Designated for electronic publication only
UNITED STATES COURT OF APPEALS FOR VETERANS CLAIMS
No. 16-1532
ROBERT J. STARKS, APPELLANT,
V.
DAVID J. SHULKIN, M.D.,
SECRETARY OF VETERANS AFFAIRS, APPELLEE.
Before DAVIS, Chief Judge.
MEMORANDUM DECISION
Note: Pursuant to U.S. Vet. App. R. 30(a), this action may not be cited as precedent.
DAVIS, Chief Judge: U.S. Marine Corps veteran Robert J. Starks appeals through counsel a January 5, 2016, Board of Veterans’ Appeals (Board) decision that determined a reduction in disability rating from 20% to 10%, effective August 1, 1998,1 for degenerative disc disease (DDD) of L5-S1, was proper.2 On May 24, 2017, the Court affirmed the Board’s January 2016 decision.

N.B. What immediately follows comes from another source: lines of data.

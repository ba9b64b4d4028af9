//! Checks run before a handler, in the order the handler declares them.

use serenity::{all::Permissions, async_trait};

use crate::server::bot::interaction::{context::HandlerContext, request::InteractionMeta};

#[async_trait]
pub trait Precondition: Send + Sync {
    /// `Err` carries the reply shown to the user.
    async fn check(&self, ctx: &HandlerContext<'_>, meta: &InteractionMeta) -> Result<(), String>;
}

/// Only users listed in `BOT_OWNER_IDS`.
pub struct OwnerOnly;

#[async_trait]
impl Precondition for OwnerOnly {
    async fn check(&self, ctx: &HandlerContext<'_>, meta: &InteractionMeta) -> Result<(), String> {
        if ctx.is_owner(meta.user_id) {
            Ok(())
        } else {
            Err("Only the bot owner can use this.".to_string())
        }
    }
}

/// Refuses direct messages.
pub struct GuildOnly;

#[async_trait]
impl Precondition for GuildOnly {
    async fn check(&self, _ctx: &HandlerContext<'_>, meta: &InteractionMeta) -> Result<(), String> {
        if meta.guild_id.is_some() {
            Ok(())
        } else {
            Err("This can only be used in a server.".to_string())
        }
    }
}

/// Requires every listed permission of the invoking member. Implies [`GuildOnly`].
pub struct RequirePermissions(pub Permissions);

#[async_trait]
impl Precondition for RequirePermissions {
    async fn check(&self, _ctx: &HandlerContext<'_>, meta: &InteractionMeta) -> Result<(), String> {
        let Some(granted) = meta.member_permissions else {
            return Err("This can only be used in a server.".to_string());
        };

        if granted.contains(self.0) || granted.administrator() {
            return Ok(());
        }

        let missing = self.0.difference(granted);
        Err(format!(
            "You need the {} permission to use this.",
            missing.get_permission_names().join(", ")
        ))
    }
}
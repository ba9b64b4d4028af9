use sea_orm::entity::prelude::*;

#[derive(Clone, Debug, PartialEq, Eq, DeriveEntityModel)]
#[sea_orm(table_name = "user")]
pub struct Model {
    #[sea_orm(primary_key, auto_increment = false)]
    pub discord_id: String,
    pub name: String,
    pub admin: bool,
    pub created_at: ChronoDateTimeUtc,
}

#[derive(Copy, Clone, Debug, EnumIter, DeriveRelation)]
pub enum Relation {}

impl ActiveModelBehavior for ActiveModel {}
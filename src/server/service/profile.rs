//! Profile and social link management.
//!
//! Self-service operations are keyed by the caller's Discord ID and back the bot's
//! `/profile` commands and the dashboard's own-profile view. ID-keyed operations back
//! the admin API.

use sea_orm::DatabaseConnection;

use crate::server::{
    data::{profile::ProfileRepository, social::SocialRepository},
    error::AppError,
    model::profile::{
        CreateSocialParam, PaginatedProfiles, Profile, Social, UpsertProfileParam,
        MAX_SOCIALS,
    },
    service::page_count,
    util::nanoid,
};

pub const NO_PROFILE_MESSAGE: &str = "You don't have a profile yet. Create one with /profile edit.";

pub struct ProfileService<'a> {
    pub db: &'a DatabaseConnection,
}

impl<'a> ProfileService<'a> {
    pub fn new(db: &'a DatabaseConnection) -> Self {
        Self { db }
    }

    /// Profile owned by a Discord user, if any.
    pub async fn get_by_discord_id(&self, discord_id: u64) -> Result<Option<Profile>, AppError> {
        ProfileRepository::new(self.db)
            .find_by_discord_id(discord_id)
            .await
    }

    /// # Returns
    /// - `Ok(Profile)` - The profile with its socials
    /// - `Err(AppError::BadRequest)` - Malformed ID
    /// - `Err(AppError::NotFound)` - No profile with that ID
    pub async fn get_by_id(&self, id: &str) -> Result<Profile, AppError> {
        nanoid::validate(id, "profile")?;

        ProfileRepository::new(self.db)
            .find_by_id(id)
            .await?
            .ok_or_else(|| AppError::NotFound("Profile not found".to_string()))
    }

    pub async fn get_all(&self, page: u64, per_page: u64) -> Result<PaginatedProfiles, AppError> {
        let (profiles, total) = ProfileRepository::new(self.db)
            .get_all_paginated(page, per_page)
            .await?;

        Ok(PaginatedProfiles {
            profiles,
            total,
            page,
            per_page,
            total_pages: page_count(total, per_page),
        })
    }

    /// Creates or replaces the caller's nickname and bio.
    ///
    /// # Returns
    /// - `Ok(Profile)` - The stored profile
    /// - `Err(AppError::BadRequest)` - Nickname or bio out of bounds
    pub async fn upsert(&self, param: UpsertProfileParam) -> Result<Profile, AppError> {
        param.validate()?;
        ProfileRepository::new(self.db).upsert(param).await
    }

    /// Replaces nickname and bio of a profile by ID.
    ///
    /// # Returns
    /// - `Ok(Profile)` - The updated profile
    /// - `Err(AppError::BadRequest)` - Malformed ID or invalid fields
    /// - `Err(AppError::NotFound)` - No profile with that ID
    pub async fn update(
        &self,
        id: &str,
        nickname: &str,
        bio: Option<String>,
    ) -> Result<Profile, AppError> {
        nanoid::validate(id, "profile")?;
        // Discord ID is irrelevant for validation of the editable fields.
        let param = UpsertProfileParam::new(0, nickname, bio);
        param.validate()?;

        ProfileRepository::new(self.db)
            .update(id, param.nickname, param.bio)
            .await?
            .ok_or_else(|| AppError::NotFound("Profile not found".to_string()))
    }

    /// Deletes a profile and its socials by ID.
    ///
    /// # Returns
    /// - `Ok(())` - Profile deleted
    /// - `Err(AppError::BadRequest)` - Malformed ID, nothing queried
    /// - `Err(AppError::NotFound)` - No profile with that ID
    pub async fn delete(&self, id: &str) -> Result<(), AppError> {
        nanoid::validate(id, "profile")?;

        if !ProfileRepository::new(self.db).delete(id).await? {
            return Err(AppError::NotFound("Profile not found".to_string()));
        }

        Ok(())
    }

    /// Deletes the caller's own profile.
    ///
    /// # Returns
    /// - `Ok(())` - Profile deleted
    /// - `Err(AppError::NotFound)` - The caller has no profile
    pub async fn delete_own(&self, discord_id: u64) -> Result<(), AppError> {
        let profile = self.own_profile(discord_id).await?;
        ProfileRepository::new(self.db).delete(&profile.id).await?;
        Ok(())
    }

    /// Adds a social link to the profile with the given ID.
    ///
    /// # Returns
    /// - `Ok(Social)` - The created link
    /// - `Err(AppError::BadRequest)` - Invalid fields or the profile already has the maximum
    /// - `Err(AppError::NotFound)` - No profile with that ID
    /// - `Err(AppError::Conflict)` - The profile already links that platform
    pub async fn add_social(
        &self,
        profile_id: &str,
        platform: &str,
        url: &str,
    ) -> Result<Social, AppError> {
        let profile = self.get_by_id(profile_id).await?;
        self.insert_social(&profile, platform, url).await
    }

    /// Adds a social link to the caller's own profile.
    ///
    /// Same rules as [`add_social`](Self::add_social); a caller without a profile gets
    /// `NotFound` with a hint to create one.
    pub async fn add_own_social(
        &self,
        discord_id: u64,
        platform: &str,
        url: &str,
    ) -> Result<Social, AppError> {
        let profile = self.own_profile(discord_id).await?;
        self.insert_social(&profile, platform, url).await
    }

    /// Removes a social link by ID from the profile with the given ID.
    ///
    /// # Returns
    /// - `Ok(())` - Link removed
    /// - `Err(AppError::BadRequest)` - Malformed profile or social ID
    /// - `Err(AppError::NotFound)` - No such link on that profile
    pub async fn remove_social(&self, profile_id: &str, social_id: &str) -> Result<(), AppError> {
        nanoid::validate(profile_id, "profile")?;
        nanoid::validate(social_id, "social")?;

        if !SocialRepository::new(self.db)
            .delete(profile_id, social_id)
            .await?
        {
            return Err(AppError::NotFound("Social link not found".to_string()));
        }

        Ok(())
    }

    /// Removes the caller's link for `platform`, matched case-insensitively.
    ///
    /// # Returns
    /// - `Ok(Social)` - The removed link
    /// - `Err(AppError::NotFound)` - No profile, or no link for that platform
    pub async fn remove_own_social(
        &self,
        discord_id: u64,
        platform: &str,
    ) -> Result<Social, AppError> {
        let profile = self.own_profile(discord_id).await?;
        let social = profile
            .social_by_platform(platform.trim())
            .cloned()
            .ok_or_else(|| {
                AppError::NotFound(format!("You have no social link for '{}'", platform.trim()))
            })?;

        SocialRepository::new(self.db)
            .delete(&profile.id, &social.id)
            .await?;

        Ok(social)
    }

    async fn own_profile(&self, discord_id: u64) -> Result<Profile, AppError> {
        self.get_by_discord_id(discord_id)
            .await?
            .ok_or_else(|| AppError::NotFound(NO_PROFILE_MESSAGE.to_string()))
    }

    async fn insert_social(
        &self,
        profile: &Profile,
        platform: &str,
        url: &str,
    ) -> Result<Social, AppError> {
        let param = CreateSocialParam::new(profile.id.clone(), platform, url);
        param.validate()?;

        if profile.social_by_platform(&param.platform).is_some() {
            return Err(AppError::Conflict(format!(
                "A social link for '{}' already exists",
                param.platform
            )));
        }

        let social_repo = SocialRepository::new(self.db);
        if social_repo.count_by_profile_id(&profile.id).await? >= MAX_SOCIALS as u64 {
            return Err(AppError::BadRequest(format!(
                "A profile can have at most {} social links",
                MAX_SOCIALS
            )));
        }

        social_repo.create(param).await
    }
}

On June 14, 2017, Mr. Starks filed a timely motion for reconsideration, or in the alternative, for panel decision. Having reviewed the matter, the Court will grant Mr. Starks’s motion for reconsideration, withdraw the May 24, 2017, decision and issue this decision in its stead. For the following reasons, the Court will set aside the Board’s January 2016 decision and remand the matter for further proceedings consistent with this decision.
1 A June 1998 rating decision reduced Mr. Starks’s disability rating from 20% to 0%, effective July 1, 1998.
A July 1999 rating decision raised the disability rating from 0% to 10%, also effective July 1, 1998. As discussed below, the Board awarded an additional month of non-reduced payment (20% disability) on the basis of a perceived
procedural defect.
2 The Board additionally remanded a claim for a disability rating in excess of 20% for DDD from July 1, 1998, and a claim for total disability on the basis of individual unemployability for further development. The Court
lacks jurisdiction to address these nonfinal matters. See Breeden v. Principi, 17 Vet.App. 475, 478 (2004).
2
I. ANALYSIS
Mr. Starks received a 20% disability rating for his DDD in a November 1996 rating decision. That rating decision stated that “[s]ince there is a likelihood of improvement, the assigned evaluation is not considered permanent and is subject to a future review examination.” Record (R.) at 3921.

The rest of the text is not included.